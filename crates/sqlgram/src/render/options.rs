use std::fmt;

use serde::{Deserialize, Serialize};

/// Target SQL dialect.
#[derive(Debug, Clone, Copy, PartialEq, Eq, Hash, Default, Serialize, Deserialize)]
pub enum Dialect {
    #[default]
    #[serde(rename = "mysql")]
    MySql,
    #[serde(rename = "postgresql")]
    PostgreSql,
    #[serde(rename = "tsql")]
    TSql,
    #[serde(rename = "sqlite")]
    Sqlite,
    /// Plain SQL-92 surface syntax.
    #[serde(rename = "unknown")]
    Unknown,
}

impl Dialect {
    pub fn as_str(self) -> &'static str {
        match self {
            Dialect::MySql => "mysql",
            Dialect::PostgreSql => "postgresql",
            Dialect::TSql => "tsql",
            Dialect::Sqlite => "sqlite",
            Dialect::Unknown => "unknown",
        }
    }

    /// Whether parameters are numbered (`$1`, `$2`, ...) rather than `?`.
    pub fn numbered_params(self) -> bool {
        matches!(self, Dialect::PostgreSql)
    }
}

impl fmt::Display for Dialect {
    fn fmt(&self, f: &mut fmt::Formatter<'_>) -> fmt::Result {
        f.write_str(self.as_str())
    }
}

/// Rendering options.
///
/// Deserializable so applications can keep them in their own config:
///
/// ```toml
/// dialect = "postgresql"
/// separate_clause_with = "\n"
/// prefix_with = "/* api */ "
/// ```
#[derive(Debug, Clone, PartialEq, Eq, Serialize, Deserialize)]
#[serde(default)]
pub struct Options {
    pub dialect: Dialect,
    /// Placed between top-level clauses.
    pub separate_clause_with: String,
    /// Prepended to the rendered statement.
    pub prefix_with: String,
}

impl Default for Options {
    fn default() -> Self {
        Self {
            dialect: Dialect::MySql,
            separate_clause_with: " ".to_string(),
            prefix_with: String::new(),
        }
    }
}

● Work to be completed
The line containing "impl fmt::Display for" begins the span, and the last line of the records above ends it. Return that span exactly, and nothing outside it.

● Exercise solution
impl fmt::Display for Dialect {
    fn fmt(&self, f: &mut fmt::Formatter<'_>) -> fmt::Result {
        f.write_str(self.as_str())
    }
}

/// Rendering options.
///
/// Deserializable so applications can keep them in their own config:
///
/// ```toml
/// dialect = "postgresql"
/// separate_clause_with = "\n"
/// prefix_with = "/* api */ "
/// ```
#[derive(Debug, Clone, PartialEq, Eq, Serialize, Deserialize)]
#[serde(default)]
pub struct Options {
    pub dialect: Dialect,
    /// Placed between top-level clauses.
    pub separate_clause_with: String,
    /// Prepended to the rendered statement.
    pub prefix_with: String,
}

impl Default for Options {
    fn default() -> Self {
        Self {
            dialect: Dialect::MySql,
            separate_clause_with: " ".to_string(),
            prefix_with: String::new(),
        }
    }
}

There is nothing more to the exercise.